I think just about all horror novels are thrillers, but certainly all thrillers are not horror. My hope is that with The Desolate I’ve succeeded in mashing up genres to create a horror-thriller. It’s fast-paced with a lot of action and it doesn’t pull any punches.

Thanks so much for your time. I hope you have a chance to check out The Desolate and my other books. And read Armand’s books! I just read “Barren” and it’s pretty damn scary.

“The Desolate” on Amazon:
“Into the Badlands” on Amazon:


5 replies to “Guest Blog – Brian J. Jarrett

    1. To me, horror has that something extra, that willingness to go to depths that many thrillers won’t. That said, the fast-paced and driving nature of the thriller makes for a quick and enjoyable read. Mixing those two qualities together seems like a no-brainer.

      Unfortunately I think readers can misunderstand horror and think it’s all just blood and guts.
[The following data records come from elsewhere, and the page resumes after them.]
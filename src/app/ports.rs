//! Port traits: the hexagonal boundary between domain logic and the outside world.
//!
//! ```text
//!   Adapter ──▶ Port trait ──▶ WakeCycle (domain)
//! ```
//!
//! Driven adapters (clock, persistent store, sensor drivers, network, power,
//! console) implement these traits.  The [`WakeCycle`](super::service::WakeCycle)
//! consumes them via generics, so the domain core never touches hardware
//! directly.

use crate::config::{StationConfig, WakeSpec};
use crate::datetime::DateTime;
use crate::error::{SensorError, StorageError, UplinkError};
use crate::scheduler::MonotonicClock;

// ───────────────────────────────────────────────────────────────
// Clock port (driven adapter: RTC + uptime counter → domain)
// ───────────────────────────────────────────────────────────────

/// Wall clock plus the monotonic counter used by the scheduler.
pub trait ClockPort: MonotonicClock {
    /// Current UTC calendar reading.
    fn now(&self) -> DateTime;
}

// ───────────────────────────────────────────────────────────────
// Persistent store port (driven adapter: domain ↔ EEPROM / NVS)
// ───────────────────────────────────────────────────────────────

/// Byte-addressed non-volatile storage.
///
/// Implementations must make each `write` atomic with respect to power
/// loss at record granularity; the daily-state record is 8 bytes.
pub trait PersistentStore {
    /// Read up to `buf.len()` bytes starting at `address`.  Returns the
    /// number of bytes copied.  Never-written ranges report
    /// [`StorageError::NotFound`].
    fn read(&self, address: u16, buf: &mut [u8]) -> Result<usize, StorageError>;

    /// Write `data` starting at `address`.
    fn write(&mut self, address: u16, data: &[u8]) -> Result<(), StorageError>;
}

// ───────────────────────────────────────────────────────────────
// Sensor driver port (driven adapter: ADC / gauge → domain)
// ───────────────────────────────────────────────────────────────

/// One physical input channel.
///
/// Ion electrodes report volts, the temperature probe °C, the battery gauge
/// cell voltage.  Calibration is applied by the domain, not the driver.
pub trait SensorDriver {
    fn raw_read(&mut self) -> Result<f32, SensorError>;
}

// ───────────────────────────────────────────────────────────────
// Network port (driven adapter: domain ↔ modem / WiFi + HTTP)
// ───────────────────────────────────────────────────────────────

/// Uplink transport session.
pub trait NetworkPort {
    /// Cheap readiness check, called in a busy loop.  `time_hint_ms` is the
    /// time remaining in the readiness wait.
    fn check_connectivity(&mut self, time_hint_ms: i64) -> bool;

    /// Set the station clock from network time.
    fn sync_time(&mut self) -> Result<(), UplinkError>;

    /// POST `body` as `application/json`.  Returns the HTTP status code.
    fn post_json(&mut self, host: &str, port: u16, path: &str, body: &[u8]) -> Result<u16, UplinkError>;
}

// ───────────────────────────────────────────────────────────────
// Power port (driven adapter: domain → PMU / deep sleep)
// ───────────────────────────────────────────────────────────────

pub trait PowerPort {
    /// Enter deep sleep until `wake`.  On hardware this does not return;
    /// simulations record the request and return.
    fn deep_sleep_until(&mut self, wake: &WakeSpec);
}

// ───────────────────────────────────────────────────────────────
// Event sink port (driven adapter: domain → console)
// ───────────────────────────────────────────────────────────────

/// The domain emits structured [`AppEvent`](super::events::AppEvent)s
/// through this port.  Best-effort: a sink must never fail the cycle.
pub trait EventSink {
    fn emit(&mut self, event: &super::events::AppEvent);
}

// ───────────────────────────────────────────────────────────────
// Configuration port (driven adapter: domain ↔ persistent config)
// ───────────────────────────────────────────────────────────────

/// Loads and persists station configuration.
///
/// Implementations MUST validate config values before persisting.
/// Invalid ranges are rejected with [`ConfigError::ValidationFailed`],
/// not silently clamped.
pub trait ConfigPort {
    /// Load configuration from persistent storage.
    /// Returns [`StationConfig::default()`] if no stored config exists.
    fn load(&self) -> Result<StationConfig, ConfigError>;

    /// Validate and persist configuration.
    fn save(&mut self, config: &StationConfig) -> Result<(), ConfigError>;
}

// ───────────────────────────────────────────────────────────────
// Error types
// ───────────────────────────────────────────────────────────────

/// Errors from [`ConfigPort`] operations.
#[derive(Debug, Clone, Copy, PartialEq, Eq)]
pub enum ConfigError {
    /// Stored config failed integrity / deserialization check.
    Corrupted,
    /// A config field failed range validation.
    /// The `&'static str` describes which field and why.
    ValidationFailed(&'static str),
    /// Encoded config does not fit the reserved region.
    TooLarge,
    /// Generic I/O error from the storage backend.
    IoError,
}

impl core::fmt::Display for ConfigError {
    fn fmt(&self, f: &mut core::fmt::Formatter<'_>) -> core::fmt::Result {
        match self {
            Self::Corrupted => write!(f, "config corrupted"),
            Self::ValidationFailed(msg) => write!(f, "validation failed: {}", msg),
            Self::TooLarge => write!(f, "config too large for its region"),
            Self::IoError => write!(f, "I/O error"),
        }
    }
}

impl From<ConfigError> for crate::error::Error {
    fn from(e: ConfigError) -> Self {
        match e {
            ConfigError::ValidationFailed(msg) => Self::Config(msg),
            ConfigError::Corrupted => Self::Config("stored config corrupted"),
            ConfigError::TooLarge => Self::Config("config too large"),
            ConfigError::IoError => Self::Storage(StorageError::IoError),
        }
    }
}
They don’t understand how much it has in common with the crime thrillers they love. In the end, they’re all psychological thrillers, some just darker than others.

      My hope is that writing books like The Desolate will help bridge the gap and bring more thriller readers into the horror genre.

      Great talking with you. Take care.


      1. Thanks a lot. I couldn’t agree with you more. I mean blood and guts is a part of horror, but it is not everything. I will certainly be adding The Desolate to my TBR pile


      2. You’re absolutely right. Good horror is about the psychological effects of fear; the blood and guts are just one tool in a writer’s toolbox. This is much different than torture porn; all the gore, none of the imagination.

        Thanks for the conversation; I love talking with folks who really enjoy horror. If you get a chance to read The Desolate I very much hope you enjoy it.